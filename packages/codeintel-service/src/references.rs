//! Paginated references across several uploads.
//!
//! Every upload paginates on its own. The composite cursor handed back to the
//! caller holds one continuation token per upload that still has results, and
//! nothing else:
//!
//! - No cursor, or a cursor that decodes to an empty map, starts a session and
//!   queries every candidate upload.
//! - On later pages only uploads named in the cursor are queried. An upload
//!   missing from the cursor is exhausted, even when it has just been added to
//!   the candidate list.
//! - Once no upload returns a continuation token the page has no end cursor.

use futures::{TryFutureExt, TryStreamExt};
use serde::{Deserialize, Serialize};
use tokio_util::sync::CancellationToken;

use crate::{Error, QueryAggregator, Result};
use codeintel_domain::{CursorMap, PositionQuery, ResultPage, Upload, cursor};
use codeintel_providers::{ReferencesPage, ReferencesRequest};

#[derive(Debug, Clone, Serialize, Deserialize)]
pub struct ReferencesQuery {
	#[serde(flatten)]
	pub position: PositionQuery,
	/// Candidate uploads, most preferred first.
	pub uploads: Vec<Upload>,
	/// Page size forwarded to each upload. Bounds every upload separately, not the merged page.
	#[serde(default)]
	pub first: Option<u32>,
	/// End cursor of the previous page.
	#[serde(default)]
	pub after: Option<String>,
}

#[derive(Debug, Clone, PartialEq, Eq)]
struct PageTarget {
	upload_id: i64,
	cursor: Option<String>,
}

impl QueryAggregator {
	pub async fn references(
		&self,
		req: ReferencesQuery,
		cancel: &CancellationToken,
	) -> Result<ResultPage> {
		crate::validate_target(&req.position, &req.uploads)?;

		if let Some(first) = req.first
			&& (first == 0 || first > self.cfg.max_page_size)
		{
			return Err(Error::InvalidRequest {
				message: format!("first must be between 1 and {}.", self.cfg.max_page_size),
			});
		}

		let incoming = cursor::decode(req.after.as_deref())
			.map_err(|err| Error::MalformedCursor { message: err.to_string() })?;
		let targets = plan_targets(&req.uploads, &incoming);
		let pages =
			self.guarded("references", cancel, self.fetch_reference_pages(&req, targets)).await?;
		let queried = pages.len();
		let mut locations = Vec::new();
		let mut outgoing = CursorMap::new();

		for (upload_id, page) in pages {
			locations.extend(page.locations);

			if let Some(next_cursor) = page.next_cursor {
				outgoing.insert(upload_id, next_cursor);
			}
		}

		let end_cursor = cursor::encode(&outgoing)
			.map_err(|err| Error::Internal { message: format!("Failed to encode cursor: {err}") })?;

		tracing::info!(
			uploads_queried = queried,
			uploads_active = outgoing.len(),
			locations = locations.len(),
			"References page served."
		);

		Ok(ResultPage { locations, end_cursor: (!end_cursor.is_empty()).then_some(end_cursor) })
	}

	async fn fetch_reference_pages(
		&self,
		req: &ReferencesQuery,
		targets: Vec<PageTarget>,
	) -> Result<Vec<(i64, ReferencesPage)>> {
		let backend = self.backend.as_ref();

		tracing::debug!(uploads = targets.len(), "Fanning out references.");

		let calls = targets.into_iter().map(|target| {
			let upload_id = target.upload_id;

			backend
				.references(ReferencesRequest {
					position: req.position.clone(),
					upload_id,
					limit: req.first,
					cursor: target.cursor,
				})
				.map_ok(move |page| (upload_id, page))
				.map_err(move |source| crate::upstream(upload_id, source))
		});

		self.fan_out(calls).try_collect().await
	}
}

/// Decides which uploads to query for this page, in candidate order.
fn plan_targets(uploads: &[Upload], incoming: &CursorMap) -> Vec<PageTarget> {
	if incoming.is_empty() {
		return uploads
			.iter()
			.map(|upload| PageTarget { upload_id: upload.id, cursor: None })
			.collect();
	}

	for upload_id in incoming.upload_ids() {
		if !uploads.iter().any(|upload| upload.id == upload_id) {
			tracing::warn!(upload_id, "Cursor names an upload outside the candidate list.");
		}
	}

	uploads
		.iter()
		.filter_map(|upload| {
			incoming
				.get(upload.id)
				.map(|token| PageTarget { upload_id: upload.id, cursor: Some(token.to_string()) })
		})
		.collect()
}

Assignment: Output the records once more, exactly as they stand.

Result of this task:
filename packages/codeintel-service/src/references.rs
//! Paginated references across several uploads.
//!
//! Every upload paginates on its own. The composite cursor handed back to the
//! caller holds one continuation token per upload that still has results, and
//! nothing else:
//!
//! - No cursor, or a cursor that decodes to an empty map, starts a session and
//!   queries every candidate upload.
//! - On later pages only uploads named in the cursor are queried. An upload
//!   missing from the cursor is exhausted, even when it has just been added to
//!   the candidate list.
//! - Once no upload returns a continuation token the page has no end cursor.

use futures::{TryFutureExt, TryStreamExt};
use serde::{Deserialize, Serialize};
use tokio_util::sync::CancellationToken;

use crate::{Error, QueryAggregator, Result};
use codeintel_domain::{CursorMap, PositionQuery, ResultPage, Upload, cursor};
use codeintel_providers::{ReferencesPage, ReferencesRequest};

#[derive(Debug, Clone, Serialize, Deserialize)]
pub struct ReferencesQuery {
	#[serde(flatten)]
	pub position: PositionQuery,
	/// Candidate uploads, most preferred first.
	pub uploads: Vec<Upload>,
	/// Page size forwarded to each upload. Bounds every upload separately, not the merged page.
	#[serde(default)]
	pub first: Option<u32>,
	/// End cursor of the previous page.
	#[serde(default)]
	pub after: Option<String>,
}

#[derive(Debug, Clone, PartialEq, Eq)]
struct PageTarget {
	upload_id: i64,
	cursor: Option<String>,
}

impl QueryAggregator {
	pub async fn references(
		&self,
		req: ReferencesQuery,
		cancel: &CancellationToken,
	) -> Result<ResultPage> {
		crate::validate_target(&req.position, &req.uploads)?;

		if let Some(first) = req.first
			&& (first == 0 || first > self.cfg.max_page_size)
		{
			return Err(Error::InvalidRequest {
				message: format!("first must be between 1 and {}.", self.cfg.max_page_size),
			});
		}

		let incoming = cursor::decode(req.after.as_deref())
			.map_err(|err| Error::MalformedCursor { message: err.to_string() })?;
		let targets = plan_targets(&req.uploads, &incoming);
		let pages =
			self.guarded("references", cancel, self.fetch_reference_pages(&req, targets)).await?;
		let queried = pages.len();
		let mut locations = Vec::new();
		let mut outgoing = CursorMap::new();

		for (upload_id, page) in pages {
			locations.extend(page.locations);

			if let Some(next_cursor) = page.next_cursor {
				outgoing.insert(upload_id, next_cursor);
			}
		}

		let end_cursor = cursor::encode(&outgoing)
			.map_err(|err| Error::Internal { message: format!("Failed to encode cursor: {err}") })?;

		tracing::info!(
			uploads_queried = queried,
			uploads_active = outgoing.len(),
			locations = locations.len(),
			"References page served."
		);

		Ok(ResultPage { locations, end_cursor: (!end_cursor.is_empty()).then_some(end_cursor) })
	}

	async fn fetch_reference_pages(
		&self,
		req: &ReferencesQuery,
		targets: Vec<PageTarget>,
	) -> Result<Vec<(i64, ReferencesPage)>> {
		let backend = self.backend.as_ref();

		tracing::debug!(uploads = targets.len(), "Fanning out references.");

		let calls = targets.into_iter().map(|target| {
			let upload_id = target.upload_id;

			backend
				.references(ReferencesRequest {
					position: req.position.clone(),
					upload_id,
					limit: req.first,
					cursor: target.cursor,
				})
				.map_ok(move |page| (upload_id, page))
				.map_err(move |source| crate::upstream(upload_id, source))
		});

		self.fan_out(calls).try_collect().await
	}
}

/// Decides which uploads to query for this page, in candidate order.
fn plan_targets(uploads: &[Upload], incoming: &CursorMap) -> Vec<PageTarget> {
	if incoming.is_empty() {
		return uploads
			.iter()
			.map(|upload| PageTarget { upload_id: upload.id, cursor: None })
			.collect();
	}

	for upload_id in incoming.upload_ids() {
		if !uploads.iter().any(|upload| upload.id == upload_id) {
			tracing::warn!(upload_id, "Cursor names an upload outside the candidate list.");
		}
	}

	uploads
		.iter()
		.filter_map(|upload| {
			incoming
				.get(upload.id)
				.map(|token| PageTarget { upload_id: upload.id, cursor: Some(token.to_string()) })
		})
		.collect()
}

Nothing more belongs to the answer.